**What you are asked to do:**
Collect each line of the records containing the string "relational".

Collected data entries
+++
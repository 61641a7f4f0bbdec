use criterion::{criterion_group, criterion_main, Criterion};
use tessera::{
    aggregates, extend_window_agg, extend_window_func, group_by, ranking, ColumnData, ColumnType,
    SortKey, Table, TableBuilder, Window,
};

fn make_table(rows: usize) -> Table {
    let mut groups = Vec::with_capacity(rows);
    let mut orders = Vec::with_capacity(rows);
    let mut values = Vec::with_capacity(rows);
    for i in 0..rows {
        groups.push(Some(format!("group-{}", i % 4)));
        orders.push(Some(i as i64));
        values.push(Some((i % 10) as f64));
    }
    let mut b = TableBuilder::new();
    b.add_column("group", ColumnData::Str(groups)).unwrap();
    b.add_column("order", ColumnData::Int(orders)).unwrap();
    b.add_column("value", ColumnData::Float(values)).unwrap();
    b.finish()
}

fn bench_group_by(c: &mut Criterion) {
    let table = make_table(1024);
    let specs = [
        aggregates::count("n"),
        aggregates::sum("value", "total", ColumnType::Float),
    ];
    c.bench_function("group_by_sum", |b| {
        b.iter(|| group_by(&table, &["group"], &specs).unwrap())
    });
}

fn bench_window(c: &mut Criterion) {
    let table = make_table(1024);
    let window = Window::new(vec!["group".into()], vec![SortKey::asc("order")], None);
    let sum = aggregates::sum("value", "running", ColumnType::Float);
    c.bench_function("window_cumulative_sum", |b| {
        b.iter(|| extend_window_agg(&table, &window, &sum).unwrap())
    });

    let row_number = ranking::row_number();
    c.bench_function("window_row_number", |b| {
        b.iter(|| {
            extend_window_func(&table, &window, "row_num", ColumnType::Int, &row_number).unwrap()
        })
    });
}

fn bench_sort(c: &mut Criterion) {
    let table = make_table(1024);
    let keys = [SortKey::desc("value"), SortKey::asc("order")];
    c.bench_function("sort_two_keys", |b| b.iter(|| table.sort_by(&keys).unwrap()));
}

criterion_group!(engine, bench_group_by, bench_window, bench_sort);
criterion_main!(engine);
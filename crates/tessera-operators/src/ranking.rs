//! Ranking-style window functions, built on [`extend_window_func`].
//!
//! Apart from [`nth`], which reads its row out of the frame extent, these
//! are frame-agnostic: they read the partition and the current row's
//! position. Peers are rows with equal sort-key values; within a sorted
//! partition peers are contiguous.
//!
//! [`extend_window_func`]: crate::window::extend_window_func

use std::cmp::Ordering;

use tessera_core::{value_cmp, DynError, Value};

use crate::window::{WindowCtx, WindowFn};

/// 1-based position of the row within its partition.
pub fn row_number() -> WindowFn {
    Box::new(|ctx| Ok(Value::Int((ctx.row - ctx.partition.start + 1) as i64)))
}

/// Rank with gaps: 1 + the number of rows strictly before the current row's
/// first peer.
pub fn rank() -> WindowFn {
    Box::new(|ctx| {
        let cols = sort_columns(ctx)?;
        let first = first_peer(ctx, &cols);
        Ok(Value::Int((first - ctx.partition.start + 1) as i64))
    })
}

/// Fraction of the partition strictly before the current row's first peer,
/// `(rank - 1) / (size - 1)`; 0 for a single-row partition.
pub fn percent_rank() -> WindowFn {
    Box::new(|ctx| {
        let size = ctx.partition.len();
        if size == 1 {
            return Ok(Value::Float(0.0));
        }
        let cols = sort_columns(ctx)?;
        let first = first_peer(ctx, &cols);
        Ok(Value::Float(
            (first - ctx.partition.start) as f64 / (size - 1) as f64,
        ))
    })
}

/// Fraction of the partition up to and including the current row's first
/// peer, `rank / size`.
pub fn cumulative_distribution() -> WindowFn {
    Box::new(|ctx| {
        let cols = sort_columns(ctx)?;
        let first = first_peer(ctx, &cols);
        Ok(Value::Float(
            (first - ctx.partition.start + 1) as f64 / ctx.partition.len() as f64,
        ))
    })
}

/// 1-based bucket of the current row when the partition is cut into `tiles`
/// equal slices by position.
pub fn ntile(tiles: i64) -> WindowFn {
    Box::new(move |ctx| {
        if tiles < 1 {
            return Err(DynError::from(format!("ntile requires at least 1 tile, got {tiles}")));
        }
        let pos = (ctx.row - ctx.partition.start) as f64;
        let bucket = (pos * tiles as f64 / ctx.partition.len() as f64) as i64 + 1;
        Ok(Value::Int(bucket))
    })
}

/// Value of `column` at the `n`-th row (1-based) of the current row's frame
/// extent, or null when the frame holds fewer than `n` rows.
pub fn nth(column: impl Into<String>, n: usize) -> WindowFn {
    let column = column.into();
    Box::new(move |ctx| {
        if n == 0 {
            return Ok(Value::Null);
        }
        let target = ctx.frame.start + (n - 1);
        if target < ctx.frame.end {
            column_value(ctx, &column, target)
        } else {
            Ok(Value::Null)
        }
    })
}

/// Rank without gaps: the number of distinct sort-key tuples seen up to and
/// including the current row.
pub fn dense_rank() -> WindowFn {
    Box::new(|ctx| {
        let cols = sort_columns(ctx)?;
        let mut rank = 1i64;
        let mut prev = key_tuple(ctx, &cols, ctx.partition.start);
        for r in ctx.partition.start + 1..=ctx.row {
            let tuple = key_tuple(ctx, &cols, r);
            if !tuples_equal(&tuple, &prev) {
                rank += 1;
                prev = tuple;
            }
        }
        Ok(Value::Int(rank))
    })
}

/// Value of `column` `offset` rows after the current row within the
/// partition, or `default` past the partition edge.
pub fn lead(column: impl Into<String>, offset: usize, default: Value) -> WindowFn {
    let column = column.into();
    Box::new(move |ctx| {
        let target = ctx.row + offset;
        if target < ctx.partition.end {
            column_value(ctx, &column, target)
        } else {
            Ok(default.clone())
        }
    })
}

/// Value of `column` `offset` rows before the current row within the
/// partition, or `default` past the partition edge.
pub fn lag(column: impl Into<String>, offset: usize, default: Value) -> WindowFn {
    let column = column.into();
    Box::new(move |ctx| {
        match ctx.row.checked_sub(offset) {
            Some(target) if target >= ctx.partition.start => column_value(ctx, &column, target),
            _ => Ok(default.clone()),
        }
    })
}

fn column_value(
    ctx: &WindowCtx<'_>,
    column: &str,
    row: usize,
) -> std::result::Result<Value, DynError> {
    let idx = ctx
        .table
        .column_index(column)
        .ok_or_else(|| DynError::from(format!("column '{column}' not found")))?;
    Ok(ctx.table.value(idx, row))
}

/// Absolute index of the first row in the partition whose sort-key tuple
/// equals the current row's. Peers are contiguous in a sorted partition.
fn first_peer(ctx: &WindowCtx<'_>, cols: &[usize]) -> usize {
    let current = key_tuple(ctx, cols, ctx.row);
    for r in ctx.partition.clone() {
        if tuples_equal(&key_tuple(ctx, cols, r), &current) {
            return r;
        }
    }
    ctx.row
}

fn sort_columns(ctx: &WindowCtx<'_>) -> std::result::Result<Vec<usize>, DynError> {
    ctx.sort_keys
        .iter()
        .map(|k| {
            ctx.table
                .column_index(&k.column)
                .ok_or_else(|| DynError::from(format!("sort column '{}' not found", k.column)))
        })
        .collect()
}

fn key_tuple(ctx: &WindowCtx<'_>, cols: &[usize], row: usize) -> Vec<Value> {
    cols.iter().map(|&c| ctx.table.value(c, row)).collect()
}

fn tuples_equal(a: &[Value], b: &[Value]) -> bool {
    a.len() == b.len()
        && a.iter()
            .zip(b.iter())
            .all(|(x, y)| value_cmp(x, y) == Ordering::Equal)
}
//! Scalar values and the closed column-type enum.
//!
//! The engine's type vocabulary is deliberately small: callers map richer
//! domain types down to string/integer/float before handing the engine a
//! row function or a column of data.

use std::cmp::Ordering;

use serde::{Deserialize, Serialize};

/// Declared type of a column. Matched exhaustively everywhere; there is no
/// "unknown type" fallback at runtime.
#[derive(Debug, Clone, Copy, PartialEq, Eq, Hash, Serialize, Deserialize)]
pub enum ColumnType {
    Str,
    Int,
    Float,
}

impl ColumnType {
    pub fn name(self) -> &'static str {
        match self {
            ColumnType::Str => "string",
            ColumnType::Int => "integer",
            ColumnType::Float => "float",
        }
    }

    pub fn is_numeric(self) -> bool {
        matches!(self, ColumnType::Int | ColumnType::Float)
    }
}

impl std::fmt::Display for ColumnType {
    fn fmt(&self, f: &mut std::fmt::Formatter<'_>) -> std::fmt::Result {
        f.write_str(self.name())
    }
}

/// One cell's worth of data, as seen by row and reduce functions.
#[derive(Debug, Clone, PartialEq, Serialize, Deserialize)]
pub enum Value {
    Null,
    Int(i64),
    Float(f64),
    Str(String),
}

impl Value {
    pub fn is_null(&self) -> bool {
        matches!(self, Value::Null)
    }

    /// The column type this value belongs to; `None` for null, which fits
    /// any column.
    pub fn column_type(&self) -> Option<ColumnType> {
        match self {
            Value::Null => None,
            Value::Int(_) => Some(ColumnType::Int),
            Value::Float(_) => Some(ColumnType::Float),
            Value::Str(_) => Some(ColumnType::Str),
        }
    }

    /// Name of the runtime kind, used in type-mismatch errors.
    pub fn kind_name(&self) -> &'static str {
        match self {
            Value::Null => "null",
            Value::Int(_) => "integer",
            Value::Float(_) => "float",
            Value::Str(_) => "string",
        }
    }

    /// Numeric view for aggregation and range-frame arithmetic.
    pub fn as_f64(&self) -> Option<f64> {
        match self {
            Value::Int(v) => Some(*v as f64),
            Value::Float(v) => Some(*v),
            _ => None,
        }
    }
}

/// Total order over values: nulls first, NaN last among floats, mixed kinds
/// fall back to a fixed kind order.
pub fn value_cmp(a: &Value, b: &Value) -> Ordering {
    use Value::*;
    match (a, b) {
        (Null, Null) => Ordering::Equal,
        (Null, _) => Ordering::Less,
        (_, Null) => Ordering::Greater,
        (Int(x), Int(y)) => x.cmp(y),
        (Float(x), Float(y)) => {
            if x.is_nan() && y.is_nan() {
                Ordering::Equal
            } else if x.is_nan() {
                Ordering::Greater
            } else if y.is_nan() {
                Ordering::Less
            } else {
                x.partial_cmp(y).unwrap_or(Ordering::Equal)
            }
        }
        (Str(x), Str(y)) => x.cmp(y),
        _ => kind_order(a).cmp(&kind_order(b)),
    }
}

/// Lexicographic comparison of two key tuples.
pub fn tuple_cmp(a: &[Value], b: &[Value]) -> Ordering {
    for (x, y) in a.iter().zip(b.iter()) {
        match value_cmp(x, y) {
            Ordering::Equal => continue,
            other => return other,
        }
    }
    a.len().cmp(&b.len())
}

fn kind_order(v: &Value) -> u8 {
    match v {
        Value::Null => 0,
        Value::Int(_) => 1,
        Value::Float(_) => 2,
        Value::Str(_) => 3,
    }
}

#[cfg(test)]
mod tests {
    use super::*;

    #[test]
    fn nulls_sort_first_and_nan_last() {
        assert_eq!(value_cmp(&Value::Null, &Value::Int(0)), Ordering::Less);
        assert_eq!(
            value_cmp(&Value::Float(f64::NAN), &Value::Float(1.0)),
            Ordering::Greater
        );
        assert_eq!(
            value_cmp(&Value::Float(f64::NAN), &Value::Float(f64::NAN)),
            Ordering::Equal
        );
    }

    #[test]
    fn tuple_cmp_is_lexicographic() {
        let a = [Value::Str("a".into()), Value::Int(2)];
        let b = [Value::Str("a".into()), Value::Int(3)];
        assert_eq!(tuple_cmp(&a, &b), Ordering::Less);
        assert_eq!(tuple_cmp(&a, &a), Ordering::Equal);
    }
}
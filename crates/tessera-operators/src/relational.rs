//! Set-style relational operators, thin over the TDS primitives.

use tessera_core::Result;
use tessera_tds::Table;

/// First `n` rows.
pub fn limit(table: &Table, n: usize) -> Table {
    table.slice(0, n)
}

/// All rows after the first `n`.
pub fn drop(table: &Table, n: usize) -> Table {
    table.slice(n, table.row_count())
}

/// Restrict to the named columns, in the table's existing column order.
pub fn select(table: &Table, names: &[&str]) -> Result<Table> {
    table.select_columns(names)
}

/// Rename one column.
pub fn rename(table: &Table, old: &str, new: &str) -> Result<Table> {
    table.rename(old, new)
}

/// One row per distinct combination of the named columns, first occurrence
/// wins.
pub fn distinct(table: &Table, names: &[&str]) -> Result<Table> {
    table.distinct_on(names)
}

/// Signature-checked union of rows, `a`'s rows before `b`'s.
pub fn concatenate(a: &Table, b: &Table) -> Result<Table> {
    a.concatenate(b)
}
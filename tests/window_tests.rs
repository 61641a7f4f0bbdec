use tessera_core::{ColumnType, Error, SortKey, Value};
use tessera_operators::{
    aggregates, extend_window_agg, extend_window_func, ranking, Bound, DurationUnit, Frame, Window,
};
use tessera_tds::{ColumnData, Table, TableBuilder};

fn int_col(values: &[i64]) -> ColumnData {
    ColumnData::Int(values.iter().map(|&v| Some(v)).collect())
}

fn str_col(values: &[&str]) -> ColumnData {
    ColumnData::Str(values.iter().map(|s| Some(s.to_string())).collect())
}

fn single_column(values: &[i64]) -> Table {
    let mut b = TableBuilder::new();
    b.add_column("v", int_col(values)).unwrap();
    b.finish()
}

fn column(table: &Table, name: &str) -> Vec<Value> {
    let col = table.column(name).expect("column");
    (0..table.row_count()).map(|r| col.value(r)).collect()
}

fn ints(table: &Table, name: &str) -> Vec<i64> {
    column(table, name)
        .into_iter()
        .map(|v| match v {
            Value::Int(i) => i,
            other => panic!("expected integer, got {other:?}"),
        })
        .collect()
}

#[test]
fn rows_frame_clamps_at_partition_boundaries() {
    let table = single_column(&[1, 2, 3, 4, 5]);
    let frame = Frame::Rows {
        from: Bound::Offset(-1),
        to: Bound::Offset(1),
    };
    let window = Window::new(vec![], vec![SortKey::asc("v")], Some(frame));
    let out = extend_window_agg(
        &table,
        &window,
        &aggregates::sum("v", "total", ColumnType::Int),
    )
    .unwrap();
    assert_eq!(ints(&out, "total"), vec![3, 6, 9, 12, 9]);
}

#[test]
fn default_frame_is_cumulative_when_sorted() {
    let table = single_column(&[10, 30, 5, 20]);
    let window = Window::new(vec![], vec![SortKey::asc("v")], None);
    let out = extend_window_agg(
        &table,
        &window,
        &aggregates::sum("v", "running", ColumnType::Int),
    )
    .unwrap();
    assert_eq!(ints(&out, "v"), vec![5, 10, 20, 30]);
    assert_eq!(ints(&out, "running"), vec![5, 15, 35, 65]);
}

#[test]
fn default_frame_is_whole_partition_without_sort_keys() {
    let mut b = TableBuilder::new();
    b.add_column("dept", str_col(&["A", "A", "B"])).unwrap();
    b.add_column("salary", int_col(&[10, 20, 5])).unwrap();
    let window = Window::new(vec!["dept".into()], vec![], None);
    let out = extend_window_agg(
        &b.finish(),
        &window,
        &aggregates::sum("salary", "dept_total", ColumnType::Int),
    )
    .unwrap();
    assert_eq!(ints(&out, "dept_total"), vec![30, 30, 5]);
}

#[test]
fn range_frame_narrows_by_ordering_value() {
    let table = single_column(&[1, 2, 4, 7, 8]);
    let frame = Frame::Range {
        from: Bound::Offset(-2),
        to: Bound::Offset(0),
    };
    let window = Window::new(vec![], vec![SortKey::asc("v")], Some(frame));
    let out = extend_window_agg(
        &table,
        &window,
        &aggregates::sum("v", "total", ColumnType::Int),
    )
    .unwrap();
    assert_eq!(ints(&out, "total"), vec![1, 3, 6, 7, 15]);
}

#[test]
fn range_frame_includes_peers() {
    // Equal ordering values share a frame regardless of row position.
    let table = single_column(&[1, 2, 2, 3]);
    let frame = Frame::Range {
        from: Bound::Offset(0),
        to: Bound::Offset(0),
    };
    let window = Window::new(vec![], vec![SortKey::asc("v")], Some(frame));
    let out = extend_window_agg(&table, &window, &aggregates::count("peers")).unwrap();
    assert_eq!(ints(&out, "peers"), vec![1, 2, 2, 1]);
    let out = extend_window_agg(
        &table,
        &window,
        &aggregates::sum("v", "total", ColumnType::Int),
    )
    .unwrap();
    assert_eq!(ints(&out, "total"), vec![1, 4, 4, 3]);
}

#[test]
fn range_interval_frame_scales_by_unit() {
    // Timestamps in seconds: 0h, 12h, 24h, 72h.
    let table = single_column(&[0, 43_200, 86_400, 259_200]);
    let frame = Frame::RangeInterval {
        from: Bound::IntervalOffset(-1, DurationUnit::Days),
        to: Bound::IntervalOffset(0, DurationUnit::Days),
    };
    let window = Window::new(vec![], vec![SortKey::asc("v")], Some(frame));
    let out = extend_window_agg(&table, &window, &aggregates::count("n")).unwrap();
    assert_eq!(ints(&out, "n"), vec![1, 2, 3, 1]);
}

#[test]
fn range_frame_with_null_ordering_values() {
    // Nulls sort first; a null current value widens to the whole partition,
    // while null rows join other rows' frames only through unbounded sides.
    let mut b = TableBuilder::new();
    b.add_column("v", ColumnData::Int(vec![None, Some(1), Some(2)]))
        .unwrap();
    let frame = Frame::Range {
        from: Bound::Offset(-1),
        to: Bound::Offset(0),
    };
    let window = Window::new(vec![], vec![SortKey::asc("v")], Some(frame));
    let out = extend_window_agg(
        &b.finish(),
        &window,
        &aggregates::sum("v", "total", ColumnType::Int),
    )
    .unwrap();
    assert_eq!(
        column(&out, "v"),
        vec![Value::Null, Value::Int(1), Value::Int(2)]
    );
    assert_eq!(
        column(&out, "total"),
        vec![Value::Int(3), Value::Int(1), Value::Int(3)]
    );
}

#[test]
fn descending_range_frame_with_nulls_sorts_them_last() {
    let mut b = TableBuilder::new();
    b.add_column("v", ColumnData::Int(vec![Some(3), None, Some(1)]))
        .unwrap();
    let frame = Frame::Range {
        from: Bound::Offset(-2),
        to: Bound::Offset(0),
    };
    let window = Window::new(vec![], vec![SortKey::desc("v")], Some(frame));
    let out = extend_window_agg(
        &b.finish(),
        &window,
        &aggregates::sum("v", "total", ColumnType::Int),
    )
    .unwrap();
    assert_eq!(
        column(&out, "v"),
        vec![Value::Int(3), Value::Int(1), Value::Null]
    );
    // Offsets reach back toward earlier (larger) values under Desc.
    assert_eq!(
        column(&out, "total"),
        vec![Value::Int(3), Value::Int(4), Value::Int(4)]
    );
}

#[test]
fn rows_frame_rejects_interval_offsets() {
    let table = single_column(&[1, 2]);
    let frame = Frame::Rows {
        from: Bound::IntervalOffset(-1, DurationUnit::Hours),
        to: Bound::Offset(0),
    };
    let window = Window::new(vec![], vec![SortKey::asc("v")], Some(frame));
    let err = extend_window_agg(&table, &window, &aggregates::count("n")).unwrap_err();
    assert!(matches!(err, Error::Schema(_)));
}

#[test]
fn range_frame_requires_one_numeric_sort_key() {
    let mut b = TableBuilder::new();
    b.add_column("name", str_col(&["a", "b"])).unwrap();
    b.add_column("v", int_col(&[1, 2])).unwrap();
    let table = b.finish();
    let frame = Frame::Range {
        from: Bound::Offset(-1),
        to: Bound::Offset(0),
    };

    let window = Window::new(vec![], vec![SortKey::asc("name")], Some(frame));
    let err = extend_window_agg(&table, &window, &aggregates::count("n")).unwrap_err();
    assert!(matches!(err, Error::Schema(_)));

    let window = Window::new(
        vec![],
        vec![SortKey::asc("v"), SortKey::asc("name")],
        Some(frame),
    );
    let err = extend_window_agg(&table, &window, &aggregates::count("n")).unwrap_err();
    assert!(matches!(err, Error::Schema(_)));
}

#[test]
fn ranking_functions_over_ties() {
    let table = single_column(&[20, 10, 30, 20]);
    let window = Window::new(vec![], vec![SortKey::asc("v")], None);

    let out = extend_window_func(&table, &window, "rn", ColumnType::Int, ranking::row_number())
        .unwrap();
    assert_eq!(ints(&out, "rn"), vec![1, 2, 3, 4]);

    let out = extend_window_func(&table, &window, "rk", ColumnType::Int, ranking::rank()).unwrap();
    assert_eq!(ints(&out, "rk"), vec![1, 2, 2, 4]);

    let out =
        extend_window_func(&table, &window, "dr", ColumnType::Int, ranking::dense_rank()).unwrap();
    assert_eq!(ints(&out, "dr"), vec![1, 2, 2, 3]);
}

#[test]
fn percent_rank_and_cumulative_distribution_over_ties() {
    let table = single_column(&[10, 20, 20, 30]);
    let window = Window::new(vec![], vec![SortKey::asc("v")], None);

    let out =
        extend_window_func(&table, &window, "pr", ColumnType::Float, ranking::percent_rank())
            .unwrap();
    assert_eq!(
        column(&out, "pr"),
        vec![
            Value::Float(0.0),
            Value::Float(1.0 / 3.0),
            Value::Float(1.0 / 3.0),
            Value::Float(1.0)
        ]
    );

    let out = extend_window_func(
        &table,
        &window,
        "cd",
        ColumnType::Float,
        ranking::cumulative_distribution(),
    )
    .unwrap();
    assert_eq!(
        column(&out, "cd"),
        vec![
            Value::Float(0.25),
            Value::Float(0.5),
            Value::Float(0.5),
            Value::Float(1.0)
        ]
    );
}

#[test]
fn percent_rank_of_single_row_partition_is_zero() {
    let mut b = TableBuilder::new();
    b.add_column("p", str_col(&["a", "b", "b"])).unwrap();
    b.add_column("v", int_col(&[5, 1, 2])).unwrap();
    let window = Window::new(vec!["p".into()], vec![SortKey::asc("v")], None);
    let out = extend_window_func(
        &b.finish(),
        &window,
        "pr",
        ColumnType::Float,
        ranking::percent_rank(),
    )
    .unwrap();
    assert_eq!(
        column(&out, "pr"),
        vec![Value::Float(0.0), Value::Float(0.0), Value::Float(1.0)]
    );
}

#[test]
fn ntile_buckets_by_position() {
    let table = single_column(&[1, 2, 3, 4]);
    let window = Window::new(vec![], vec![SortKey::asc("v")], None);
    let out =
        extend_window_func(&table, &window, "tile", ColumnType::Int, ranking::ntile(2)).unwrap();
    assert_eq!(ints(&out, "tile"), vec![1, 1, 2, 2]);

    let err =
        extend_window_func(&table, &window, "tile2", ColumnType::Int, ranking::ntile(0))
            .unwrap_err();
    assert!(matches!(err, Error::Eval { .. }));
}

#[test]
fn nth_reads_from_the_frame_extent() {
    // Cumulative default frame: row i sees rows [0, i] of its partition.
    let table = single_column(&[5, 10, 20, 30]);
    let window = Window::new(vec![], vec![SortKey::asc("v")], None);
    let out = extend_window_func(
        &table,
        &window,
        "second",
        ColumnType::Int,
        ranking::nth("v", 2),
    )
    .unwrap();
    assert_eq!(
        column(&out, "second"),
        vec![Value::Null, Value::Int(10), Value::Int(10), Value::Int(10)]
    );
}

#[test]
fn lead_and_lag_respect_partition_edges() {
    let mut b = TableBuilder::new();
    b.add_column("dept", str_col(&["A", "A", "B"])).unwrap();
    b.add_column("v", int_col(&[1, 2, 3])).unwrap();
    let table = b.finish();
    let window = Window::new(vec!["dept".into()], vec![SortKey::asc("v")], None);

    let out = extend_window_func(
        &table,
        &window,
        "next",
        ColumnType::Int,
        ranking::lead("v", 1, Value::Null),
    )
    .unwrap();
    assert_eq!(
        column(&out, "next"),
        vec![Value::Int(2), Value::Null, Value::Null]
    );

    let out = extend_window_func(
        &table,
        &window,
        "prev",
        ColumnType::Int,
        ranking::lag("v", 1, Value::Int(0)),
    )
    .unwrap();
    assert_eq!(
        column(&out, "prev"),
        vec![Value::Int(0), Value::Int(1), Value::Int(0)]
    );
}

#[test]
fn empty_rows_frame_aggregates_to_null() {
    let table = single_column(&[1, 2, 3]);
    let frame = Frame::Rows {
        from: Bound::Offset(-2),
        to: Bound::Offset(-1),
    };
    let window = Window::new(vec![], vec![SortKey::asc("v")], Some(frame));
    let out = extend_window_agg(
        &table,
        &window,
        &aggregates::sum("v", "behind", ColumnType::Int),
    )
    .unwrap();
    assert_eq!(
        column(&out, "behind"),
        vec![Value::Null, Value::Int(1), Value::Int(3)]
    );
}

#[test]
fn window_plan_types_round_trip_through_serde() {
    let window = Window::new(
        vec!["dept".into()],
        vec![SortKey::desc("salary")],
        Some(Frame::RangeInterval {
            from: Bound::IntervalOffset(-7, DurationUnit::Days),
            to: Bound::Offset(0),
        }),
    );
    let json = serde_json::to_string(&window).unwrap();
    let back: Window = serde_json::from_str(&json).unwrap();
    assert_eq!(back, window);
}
+++
**Your solution:**
filename crates/tessera-operators/src/relational.rs
//! Set-style relational operators, thin over the TDS primitives.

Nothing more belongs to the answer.